## To do:
For the entries below, state how many lines include the string "name", and write nothing besides that number.

#### Study material ####

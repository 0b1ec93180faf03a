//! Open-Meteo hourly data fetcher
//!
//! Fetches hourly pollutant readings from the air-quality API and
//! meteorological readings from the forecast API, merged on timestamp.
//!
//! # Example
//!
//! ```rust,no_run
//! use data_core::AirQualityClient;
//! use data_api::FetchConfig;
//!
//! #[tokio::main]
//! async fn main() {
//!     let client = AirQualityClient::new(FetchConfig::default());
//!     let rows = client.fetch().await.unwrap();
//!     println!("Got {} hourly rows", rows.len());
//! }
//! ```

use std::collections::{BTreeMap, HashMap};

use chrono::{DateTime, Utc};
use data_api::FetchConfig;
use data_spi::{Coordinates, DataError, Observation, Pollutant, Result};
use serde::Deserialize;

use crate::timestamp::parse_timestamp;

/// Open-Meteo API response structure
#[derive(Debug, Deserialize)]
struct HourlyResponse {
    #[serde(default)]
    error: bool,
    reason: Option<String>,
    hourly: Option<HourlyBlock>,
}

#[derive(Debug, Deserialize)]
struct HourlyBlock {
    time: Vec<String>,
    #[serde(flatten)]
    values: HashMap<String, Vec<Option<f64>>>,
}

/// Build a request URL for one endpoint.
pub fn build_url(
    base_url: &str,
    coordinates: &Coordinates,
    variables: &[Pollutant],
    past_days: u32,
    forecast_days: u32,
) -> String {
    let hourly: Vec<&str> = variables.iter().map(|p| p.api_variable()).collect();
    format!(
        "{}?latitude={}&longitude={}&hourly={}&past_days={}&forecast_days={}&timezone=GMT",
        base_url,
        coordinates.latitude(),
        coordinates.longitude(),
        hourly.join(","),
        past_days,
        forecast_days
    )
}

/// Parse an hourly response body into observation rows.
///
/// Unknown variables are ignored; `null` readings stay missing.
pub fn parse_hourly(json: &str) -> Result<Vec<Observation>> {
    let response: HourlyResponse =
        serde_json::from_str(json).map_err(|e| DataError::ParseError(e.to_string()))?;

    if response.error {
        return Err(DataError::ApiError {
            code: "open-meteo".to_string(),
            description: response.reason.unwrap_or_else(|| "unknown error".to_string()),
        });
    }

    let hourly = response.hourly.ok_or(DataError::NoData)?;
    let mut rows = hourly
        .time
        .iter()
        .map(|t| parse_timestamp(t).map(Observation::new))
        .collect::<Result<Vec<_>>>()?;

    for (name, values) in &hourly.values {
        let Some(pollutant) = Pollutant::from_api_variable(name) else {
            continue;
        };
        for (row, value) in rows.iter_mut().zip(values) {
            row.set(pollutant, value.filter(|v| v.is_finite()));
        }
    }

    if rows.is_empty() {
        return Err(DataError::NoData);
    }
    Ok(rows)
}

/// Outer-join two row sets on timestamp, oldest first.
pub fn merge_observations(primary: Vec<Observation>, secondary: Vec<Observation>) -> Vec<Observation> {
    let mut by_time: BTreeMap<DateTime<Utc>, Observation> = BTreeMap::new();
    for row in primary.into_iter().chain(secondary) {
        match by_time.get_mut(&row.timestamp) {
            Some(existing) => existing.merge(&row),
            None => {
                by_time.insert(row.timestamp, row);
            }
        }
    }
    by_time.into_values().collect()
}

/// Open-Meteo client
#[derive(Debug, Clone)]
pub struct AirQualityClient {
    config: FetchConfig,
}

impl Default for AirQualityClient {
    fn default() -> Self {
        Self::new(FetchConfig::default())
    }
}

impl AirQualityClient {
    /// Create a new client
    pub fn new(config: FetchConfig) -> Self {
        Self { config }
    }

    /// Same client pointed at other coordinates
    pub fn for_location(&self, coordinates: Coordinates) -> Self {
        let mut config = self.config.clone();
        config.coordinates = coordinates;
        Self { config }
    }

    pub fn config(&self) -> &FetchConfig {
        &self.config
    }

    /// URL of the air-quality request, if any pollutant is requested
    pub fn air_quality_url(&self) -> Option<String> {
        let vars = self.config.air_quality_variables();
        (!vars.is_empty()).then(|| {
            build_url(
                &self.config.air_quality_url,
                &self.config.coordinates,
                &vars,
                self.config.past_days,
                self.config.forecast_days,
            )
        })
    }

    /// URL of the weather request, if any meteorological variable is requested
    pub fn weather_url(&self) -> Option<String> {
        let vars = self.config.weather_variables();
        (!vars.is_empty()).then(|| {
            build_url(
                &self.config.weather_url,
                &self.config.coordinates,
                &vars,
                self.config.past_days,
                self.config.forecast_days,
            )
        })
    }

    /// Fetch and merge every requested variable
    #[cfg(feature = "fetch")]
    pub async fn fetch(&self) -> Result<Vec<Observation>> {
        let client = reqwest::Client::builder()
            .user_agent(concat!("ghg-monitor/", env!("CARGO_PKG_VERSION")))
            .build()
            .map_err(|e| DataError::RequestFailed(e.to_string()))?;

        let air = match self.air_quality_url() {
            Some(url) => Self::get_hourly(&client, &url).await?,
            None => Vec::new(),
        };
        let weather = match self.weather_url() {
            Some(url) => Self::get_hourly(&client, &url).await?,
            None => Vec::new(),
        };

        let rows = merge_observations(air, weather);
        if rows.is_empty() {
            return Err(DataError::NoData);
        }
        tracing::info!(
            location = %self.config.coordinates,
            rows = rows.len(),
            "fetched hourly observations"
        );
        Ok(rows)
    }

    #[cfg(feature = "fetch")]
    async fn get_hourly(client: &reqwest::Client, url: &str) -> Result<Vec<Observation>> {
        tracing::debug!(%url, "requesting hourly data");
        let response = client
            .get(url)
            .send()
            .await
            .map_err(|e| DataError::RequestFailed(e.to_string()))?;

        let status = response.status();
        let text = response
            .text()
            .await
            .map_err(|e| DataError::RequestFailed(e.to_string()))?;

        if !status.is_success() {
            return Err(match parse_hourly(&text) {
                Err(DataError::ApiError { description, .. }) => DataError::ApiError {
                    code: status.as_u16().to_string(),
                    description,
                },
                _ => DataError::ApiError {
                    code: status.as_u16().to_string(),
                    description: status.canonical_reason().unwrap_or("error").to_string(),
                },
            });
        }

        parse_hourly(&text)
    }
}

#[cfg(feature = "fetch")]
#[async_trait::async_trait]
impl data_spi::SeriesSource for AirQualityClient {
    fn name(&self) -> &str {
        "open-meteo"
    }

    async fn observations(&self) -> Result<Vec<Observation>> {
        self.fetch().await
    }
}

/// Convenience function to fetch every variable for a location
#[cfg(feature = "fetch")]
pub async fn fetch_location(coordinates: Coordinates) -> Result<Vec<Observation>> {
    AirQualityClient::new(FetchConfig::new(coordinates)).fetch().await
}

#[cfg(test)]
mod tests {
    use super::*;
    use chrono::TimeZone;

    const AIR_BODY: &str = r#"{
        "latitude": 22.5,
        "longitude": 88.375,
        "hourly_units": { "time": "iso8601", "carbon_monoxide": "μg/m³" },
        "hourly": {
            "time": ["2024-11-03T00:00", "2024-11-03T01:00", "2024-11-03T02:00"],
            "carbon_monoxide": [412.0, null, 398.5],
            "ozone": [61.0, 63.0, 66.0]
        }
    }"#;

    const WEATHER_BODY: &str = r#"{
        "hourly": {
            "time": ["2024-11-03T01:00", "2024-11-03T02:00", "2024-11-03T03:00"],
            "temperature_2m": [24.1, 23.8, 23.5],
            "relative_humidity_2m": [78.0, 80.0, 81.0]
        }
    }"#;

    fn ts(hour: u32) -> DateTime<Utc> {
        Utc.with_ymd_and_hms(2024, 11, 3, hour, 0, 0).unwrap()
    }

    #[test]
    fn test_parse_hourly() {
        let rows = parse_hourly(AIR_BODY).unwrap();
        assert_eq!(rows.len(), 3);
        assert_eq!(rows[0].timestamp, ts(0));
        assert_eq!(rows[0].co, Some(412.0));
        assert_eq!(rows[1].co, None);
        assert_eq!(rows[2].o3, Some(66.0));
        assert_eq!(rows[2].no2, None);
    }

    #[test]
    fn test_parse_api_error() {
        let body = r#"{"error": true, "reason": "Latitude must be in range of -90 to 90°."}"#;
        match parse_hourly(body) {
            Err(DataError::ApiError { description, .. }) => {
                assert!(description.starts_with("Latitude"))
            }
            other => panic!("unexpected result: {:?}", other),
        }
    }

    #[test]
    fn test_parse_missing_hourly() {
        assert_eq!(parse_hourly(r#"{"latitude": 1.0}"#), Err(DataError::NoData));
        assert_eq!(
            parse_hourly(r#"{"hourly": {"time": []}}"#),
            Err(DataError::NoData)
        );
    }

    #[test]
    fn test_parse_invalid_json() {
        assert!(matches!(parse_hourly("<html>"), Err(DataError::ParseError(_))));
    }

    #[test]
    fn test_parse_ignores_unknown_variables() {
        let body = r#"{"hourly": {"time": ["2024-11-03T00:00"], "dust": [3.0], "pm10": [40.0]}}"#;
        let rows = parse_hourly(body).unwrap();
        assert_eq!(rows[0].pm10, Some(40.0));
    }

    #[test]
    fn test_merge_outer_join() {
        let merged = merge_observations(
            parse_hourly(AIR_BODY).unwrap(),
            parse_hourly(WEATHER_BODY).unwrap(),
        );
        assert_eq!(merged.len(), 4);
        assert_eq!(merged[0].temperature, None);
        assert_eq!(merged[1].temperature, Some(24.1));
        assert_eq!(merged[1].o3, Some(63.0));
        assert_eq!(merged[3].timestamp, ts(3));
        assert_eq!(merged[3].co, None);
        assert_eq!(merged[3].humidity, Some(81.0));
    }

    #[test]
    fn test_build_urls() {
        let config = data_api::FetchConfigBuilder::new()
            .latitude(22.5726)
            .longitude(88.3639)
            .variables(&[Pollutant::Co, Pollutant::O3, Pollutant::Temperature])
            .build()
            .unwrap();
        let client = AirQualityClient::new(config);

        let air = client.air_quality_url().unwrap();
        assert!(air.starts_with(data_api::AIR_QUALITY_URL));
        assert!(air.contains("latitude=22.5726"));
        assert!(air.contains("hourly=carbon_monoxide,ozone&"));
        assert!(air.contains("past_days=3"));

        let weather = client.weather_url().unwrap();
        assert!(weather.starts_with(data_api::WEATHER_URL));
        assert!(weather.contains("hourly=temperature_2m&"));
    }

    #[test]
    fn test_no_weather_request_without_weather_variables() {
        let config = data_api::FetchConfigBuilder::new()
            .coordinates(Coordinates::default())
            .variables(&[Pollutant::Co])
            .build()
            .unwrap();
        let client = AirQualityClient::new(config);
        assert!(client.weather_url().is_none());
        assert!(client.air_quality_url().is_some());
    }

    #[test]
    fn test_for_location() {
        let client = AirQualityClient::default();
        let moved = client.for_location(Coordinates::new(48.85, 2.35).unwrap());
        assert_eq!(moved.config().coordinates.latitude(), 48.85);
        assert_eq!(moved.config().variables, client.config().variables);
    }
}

####

## Written solution:
3